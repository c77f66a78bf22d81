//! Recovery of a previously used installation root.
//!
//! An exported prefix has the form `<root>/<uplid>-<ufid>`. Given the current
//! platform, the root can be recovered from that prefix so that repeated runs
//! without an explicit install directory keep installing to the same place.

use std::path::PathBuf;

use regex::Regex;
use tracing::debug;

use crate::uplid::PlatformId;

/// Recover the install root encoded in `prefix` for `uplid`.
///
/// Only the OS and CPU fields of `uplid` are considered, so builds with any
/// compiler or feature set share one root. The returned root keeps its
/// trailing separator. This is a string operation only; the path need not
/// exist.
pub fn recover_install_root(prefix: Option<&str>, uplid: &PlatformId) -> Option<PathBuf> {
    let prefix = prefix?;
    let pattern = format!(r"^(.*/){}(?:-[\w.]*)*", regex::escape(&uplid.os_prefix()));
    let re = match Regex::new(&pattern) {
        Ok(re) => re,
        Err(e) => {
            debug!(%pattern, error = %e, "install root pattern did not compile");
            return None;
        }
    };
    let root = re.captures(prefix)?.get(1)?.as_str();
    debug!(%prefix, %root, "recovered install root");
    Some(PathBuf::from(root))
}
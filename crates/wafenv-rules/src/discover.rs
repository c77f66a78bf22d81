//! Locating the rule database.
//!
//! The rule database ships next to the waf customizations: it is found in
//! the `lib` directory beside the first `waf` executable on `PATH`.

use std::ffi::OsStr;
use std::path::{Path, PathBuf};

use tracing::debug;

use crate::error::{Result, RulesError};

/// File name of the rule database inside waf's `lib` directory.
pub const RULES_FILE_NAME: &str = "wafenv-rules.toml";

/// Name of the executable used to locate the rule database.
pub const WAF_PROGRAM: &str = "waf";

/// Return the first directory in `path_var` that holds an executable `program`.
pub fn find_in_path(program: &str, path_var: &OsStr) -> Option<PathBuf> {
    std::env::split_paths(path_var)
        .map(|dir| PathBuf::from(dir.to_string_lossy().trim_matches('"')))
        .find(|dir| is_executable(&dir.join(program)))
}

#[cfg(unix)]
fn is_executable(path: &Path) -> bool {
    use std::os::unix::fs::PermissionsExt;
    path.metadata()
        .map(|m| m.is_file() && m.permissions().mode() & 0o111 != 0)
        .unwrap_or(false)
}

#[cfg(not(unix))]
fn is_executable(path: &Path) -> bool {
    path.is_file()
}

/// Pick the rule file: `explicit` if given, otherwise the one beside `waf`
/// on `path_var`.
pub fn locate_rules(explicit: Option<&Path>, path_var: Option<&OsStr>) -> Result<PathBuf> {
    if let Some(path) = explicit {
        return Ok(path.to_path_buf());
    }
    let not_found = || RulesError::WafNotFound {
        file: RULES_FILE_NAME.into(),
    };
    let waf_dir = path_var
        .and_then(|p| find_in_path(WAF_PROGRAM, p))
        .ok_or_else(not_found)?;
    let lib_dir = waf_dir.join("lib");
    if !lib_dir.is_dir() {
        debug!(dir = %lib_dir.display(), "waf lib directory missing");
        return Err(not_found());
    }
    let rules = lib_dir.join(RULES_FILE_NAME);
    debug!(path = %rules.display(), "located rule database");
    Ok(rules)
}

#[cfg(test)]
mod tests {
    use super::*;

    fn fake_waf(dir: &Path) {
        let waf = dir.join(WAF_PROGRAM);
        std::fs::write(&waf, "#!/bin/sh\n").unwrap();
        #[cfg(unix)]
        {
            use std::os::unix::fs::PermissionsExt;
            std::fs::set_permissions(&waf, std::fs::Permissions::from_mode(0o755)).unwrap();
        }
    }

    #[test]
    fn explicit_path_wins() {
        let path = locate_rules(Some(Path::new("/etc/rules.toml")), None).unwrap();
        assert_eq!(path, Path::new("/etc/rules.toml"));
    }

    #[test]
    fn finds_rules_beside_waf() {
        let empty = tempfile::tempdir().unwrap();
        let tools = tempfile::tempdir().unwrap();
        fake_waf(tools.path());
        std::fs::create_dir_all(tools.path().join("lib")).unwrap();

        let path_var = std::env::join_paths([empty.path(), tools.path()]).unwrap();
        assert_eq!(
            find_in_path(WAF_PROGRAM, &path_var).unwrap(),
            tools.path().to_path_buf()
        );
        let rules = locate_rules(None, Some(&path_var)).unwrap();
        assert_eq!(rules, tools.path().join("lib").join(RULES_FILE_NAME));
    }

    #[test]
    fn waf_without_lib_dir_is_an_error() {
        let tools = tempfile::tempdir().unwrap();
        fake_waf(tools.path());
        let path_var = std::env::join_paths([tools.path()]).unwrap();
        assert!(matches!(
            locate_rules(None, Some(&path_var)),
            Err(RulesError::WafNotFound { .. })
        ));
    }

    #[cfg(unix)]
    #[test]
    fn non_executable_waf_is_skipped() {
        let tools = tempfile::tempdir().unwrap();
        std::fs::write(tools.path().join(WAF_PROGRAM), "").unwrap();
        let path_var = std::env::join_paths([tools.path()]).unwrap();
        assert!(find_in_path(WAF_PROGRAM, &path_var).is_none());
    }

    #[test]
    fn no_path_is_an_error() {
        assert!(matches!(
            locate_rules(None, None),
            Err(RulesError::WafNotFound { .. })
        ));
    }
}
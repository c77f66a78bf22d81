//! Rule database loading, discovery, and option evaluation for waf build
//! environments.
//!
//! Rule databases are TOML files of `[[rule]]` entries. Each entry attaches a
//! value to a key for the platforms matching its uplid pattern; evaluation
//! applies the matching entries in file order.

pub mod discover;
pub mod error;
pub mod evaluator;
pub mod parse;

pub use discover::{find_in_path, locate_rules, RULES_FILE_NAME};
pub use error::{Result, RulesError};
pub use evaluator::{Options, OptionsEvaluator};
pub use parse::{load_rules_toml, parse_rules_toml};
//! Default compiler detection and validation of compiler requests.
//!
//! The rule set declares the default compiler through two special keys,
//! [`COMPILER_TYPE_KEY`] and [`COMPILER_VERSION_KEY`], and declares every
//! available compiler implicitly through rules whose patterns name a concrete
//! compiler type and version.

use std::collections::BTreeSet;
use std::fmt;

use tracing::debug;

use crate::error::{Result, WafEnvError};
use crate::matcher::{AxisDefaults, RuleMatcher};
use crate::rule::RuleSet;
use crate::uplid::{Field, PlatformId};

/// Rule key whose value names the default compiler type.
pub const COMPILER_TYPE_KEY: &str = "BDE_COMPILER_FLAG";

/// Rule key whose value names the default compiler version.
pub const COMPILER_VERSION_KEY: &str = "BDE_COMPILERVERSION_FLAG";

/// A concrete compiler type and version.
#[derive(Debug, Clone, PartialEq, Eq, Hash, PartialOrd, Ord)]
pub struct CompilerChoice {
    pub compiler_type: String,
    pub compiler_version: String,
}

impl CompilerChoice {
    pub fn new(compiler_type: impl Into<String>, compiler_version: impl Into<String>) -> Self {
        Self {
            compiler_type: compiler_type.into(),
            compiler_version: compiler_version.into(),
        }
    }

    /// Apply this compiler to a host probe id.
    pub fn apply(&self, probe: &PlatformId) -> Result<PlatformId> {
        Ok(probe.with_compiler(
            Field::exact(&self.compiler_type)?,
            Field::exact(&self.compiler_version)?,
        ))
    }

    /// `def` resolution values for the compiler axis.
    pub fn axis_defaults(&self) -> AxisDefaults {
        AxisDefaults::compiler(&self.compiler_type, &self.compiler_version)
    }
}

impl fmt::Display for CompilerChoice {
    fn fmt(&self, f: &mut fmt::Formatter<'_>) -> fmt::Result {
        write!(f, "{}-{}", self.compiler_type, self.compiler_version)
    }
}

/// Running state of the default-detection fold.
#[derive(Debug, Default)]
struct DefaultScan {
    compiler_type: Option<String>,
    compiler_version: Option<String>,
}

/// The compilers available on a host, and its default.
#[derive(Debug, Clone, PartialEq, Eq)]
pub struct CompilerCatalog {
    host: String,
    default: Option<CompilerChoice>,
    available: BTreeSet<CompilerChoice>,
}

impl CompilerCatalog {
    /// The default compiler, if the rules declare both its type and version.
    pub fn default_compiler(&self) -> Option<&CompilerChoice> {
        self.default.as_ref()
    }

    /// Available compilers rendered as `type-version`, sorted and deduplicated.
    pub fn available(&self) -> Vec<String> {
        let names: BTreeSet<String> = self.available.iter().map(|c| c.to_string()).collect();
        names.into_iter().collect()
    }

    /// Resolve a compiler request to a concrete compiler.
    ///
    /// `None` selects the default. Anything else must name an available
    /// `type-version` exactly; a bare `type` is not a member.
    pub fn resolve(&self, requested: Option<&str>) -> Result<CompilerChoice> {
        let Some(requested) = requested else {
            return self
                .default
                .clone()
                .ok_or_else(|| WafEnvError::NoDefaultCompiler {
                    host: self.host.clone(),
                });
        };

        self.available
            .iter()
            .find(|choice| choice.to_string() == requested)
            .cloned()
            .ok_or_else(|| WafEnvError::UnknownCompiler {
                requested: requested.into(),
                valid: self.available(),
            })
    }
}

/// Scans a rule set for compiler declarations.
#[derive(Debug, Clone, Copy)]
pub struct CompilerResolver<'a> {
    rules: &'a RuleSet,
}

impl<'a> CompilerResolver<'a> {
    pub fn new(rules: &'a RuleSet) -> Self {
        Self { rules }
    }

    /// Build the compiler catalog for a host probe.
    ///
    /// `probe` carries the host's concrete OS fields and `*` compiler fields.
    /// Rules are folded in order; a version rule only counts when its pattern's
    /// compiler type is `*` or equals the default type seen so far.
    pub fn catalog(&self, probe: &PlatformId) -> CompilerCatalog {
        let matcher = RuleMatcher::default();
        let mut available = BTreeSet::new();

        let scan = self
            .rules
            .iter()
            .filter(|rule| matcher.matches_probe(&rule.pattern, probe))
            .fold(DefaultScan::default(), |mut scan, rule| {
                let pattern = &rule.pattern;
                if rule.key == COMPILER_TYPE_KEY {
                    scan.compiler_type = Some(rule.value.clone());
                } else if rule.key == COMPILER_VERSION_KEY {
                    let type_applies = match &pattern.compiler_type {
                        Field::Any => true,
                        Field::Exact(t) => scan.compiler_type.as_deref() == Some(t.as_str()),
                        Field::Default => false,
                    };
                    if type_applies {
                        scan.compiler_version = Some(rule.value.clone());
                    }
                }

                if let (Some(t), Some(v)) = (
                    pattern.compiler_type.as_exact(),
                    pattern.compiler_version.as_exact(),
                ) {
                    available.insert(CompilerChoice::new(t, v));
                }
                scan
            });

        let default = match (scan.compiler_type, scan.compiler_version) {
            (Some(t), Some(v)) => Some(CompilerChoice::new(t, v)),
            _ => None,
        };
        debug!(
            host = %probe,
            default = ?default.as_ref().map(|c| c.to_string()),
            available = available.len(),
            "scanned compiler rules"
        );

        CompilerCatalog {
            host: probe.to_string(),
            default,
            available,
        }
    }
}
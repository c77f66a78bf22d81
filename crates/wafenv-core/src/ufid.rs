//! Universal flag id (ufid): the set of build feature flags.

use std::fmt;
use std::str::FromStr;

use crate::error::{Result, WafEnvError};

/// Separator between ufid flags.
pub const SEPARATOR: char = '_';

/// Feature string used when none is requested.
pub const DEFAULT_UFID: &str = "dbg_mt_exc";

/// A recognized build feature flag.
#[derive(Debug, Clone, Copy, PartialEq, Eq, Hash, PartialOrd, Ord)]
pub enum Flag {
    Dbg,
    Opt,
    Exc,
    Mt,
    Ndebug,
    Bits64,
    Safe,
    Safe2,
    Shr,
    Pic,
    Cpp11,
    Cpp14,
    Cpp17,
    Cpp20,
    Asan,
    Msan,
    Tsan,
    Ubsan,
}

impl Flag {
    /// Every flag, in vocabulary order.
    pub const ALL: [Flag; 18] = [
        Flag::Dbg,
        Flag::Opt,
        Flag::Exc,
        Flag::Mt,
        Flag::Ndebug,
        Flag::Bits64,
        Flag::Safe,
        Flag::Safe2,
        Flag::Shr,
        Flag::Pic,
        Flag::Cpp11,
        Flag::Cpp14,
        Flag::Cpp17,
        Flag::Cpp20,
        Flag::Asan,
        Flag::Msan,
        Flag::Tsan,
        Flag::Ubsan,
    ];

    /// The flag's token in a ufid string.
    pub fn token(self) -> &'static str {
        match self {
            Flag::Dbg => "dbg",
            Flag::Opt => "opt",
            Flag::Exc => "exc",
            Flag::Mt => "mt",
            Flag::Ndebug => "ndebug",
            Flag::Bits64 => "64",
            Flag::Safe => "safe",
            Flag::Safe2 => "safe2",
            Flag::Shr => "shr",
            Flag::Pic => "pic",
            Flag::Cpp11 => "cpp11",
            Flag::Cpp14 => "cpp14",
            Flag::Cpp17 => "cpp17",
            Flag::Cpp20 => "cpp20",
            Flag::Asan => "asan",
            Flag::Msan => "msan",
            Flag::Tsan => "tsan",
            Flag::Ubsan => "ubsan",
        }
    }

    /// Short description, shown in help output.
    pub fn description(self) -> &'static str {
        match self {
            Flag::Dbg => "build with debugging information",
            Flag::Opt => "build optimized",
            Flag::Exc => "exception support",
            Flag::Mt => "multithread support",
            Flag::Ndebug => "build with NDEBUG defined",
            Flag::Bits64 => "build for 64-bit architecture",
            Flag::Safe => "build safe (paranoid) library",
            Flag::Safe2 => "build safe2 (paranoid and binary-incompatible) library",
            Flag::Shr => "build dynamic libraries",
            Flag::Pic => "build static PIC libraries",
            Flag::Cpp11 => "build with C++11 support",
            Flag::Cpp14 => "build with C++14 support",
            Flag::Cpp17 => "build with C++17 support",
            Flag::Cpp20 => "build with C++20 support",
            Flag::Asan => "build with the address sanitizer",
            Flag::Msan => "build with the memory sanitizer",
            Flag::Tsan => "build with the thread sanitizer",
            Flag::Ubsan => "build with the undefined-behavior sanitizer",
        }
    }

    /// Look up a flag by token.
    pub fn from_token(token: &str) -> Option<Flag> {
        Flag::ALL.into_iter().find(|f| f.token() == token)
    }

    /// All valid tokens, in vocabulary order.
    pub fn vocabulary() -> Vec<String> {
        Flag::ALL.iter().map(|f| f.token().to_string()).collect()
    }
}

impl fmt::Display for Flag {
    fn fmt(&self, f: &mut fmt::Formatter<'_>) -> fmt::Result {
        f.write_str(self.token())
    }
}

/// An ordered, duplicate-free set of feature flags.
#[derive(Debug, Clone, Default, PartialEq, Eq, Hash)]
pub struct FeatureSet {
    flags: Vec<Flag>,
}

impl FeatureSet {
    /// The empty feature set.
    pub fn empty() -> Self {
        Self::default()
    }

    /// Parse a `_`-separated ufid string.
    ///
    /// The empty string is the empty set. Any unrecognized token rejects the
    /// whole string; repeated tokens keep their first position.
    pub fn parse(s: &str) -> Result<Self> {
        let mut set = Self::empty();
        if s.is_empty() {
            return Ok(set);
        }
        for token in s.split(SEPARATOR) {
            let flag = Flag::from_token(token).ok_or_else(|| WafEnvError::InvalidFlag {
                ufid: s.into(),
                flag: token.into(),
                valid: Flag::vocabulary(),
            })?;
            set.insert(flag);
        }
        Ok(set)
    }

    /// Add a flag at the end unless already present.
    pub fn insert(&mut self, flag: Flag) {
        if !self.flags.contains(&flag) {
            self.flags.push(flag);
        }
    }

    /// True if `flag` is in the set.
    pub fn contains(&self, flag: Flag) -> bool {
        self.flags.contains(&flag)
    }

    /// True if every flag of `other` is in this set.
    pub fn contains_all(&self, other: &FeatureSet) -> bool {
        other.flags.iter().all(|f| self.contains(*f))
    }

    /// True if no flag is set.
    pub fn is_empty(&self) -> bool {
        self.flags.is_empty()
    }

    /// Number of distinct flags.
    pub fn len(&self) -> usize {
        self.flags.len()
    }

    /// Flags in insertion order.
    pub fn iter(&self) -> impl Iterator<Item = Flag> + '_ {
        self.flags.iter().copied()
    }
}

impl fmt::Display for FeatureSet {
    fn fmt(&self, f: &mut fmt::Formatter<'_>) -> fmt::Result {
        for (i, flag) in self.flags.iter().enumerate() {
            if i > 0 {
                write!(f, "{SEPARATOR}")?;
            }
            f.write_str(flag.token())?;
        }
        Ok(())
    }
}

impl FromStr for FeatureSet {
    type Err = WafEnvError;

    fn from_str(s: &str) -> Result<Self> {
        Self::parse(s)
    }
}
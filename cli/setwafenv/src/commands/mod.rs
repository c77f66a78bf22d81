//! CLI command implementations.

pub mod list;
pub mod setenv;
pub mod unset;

══════

Going back over the entries above, copy word for word every line from the one that has "host probe id." on through the one that has "the compiler axis.".

    /// Apply this compiler to a host probe id.
    pub fn apply(&self, probe: &PlatformId) -> Result<PlatformId> {
        Ok(probe.with_compiler(
            Field::exact(&self.compiler_type)?,
            Field::exact(&self.compiler_version)?,
        ))
    }

    /// `def` resolution values for the compiler axis.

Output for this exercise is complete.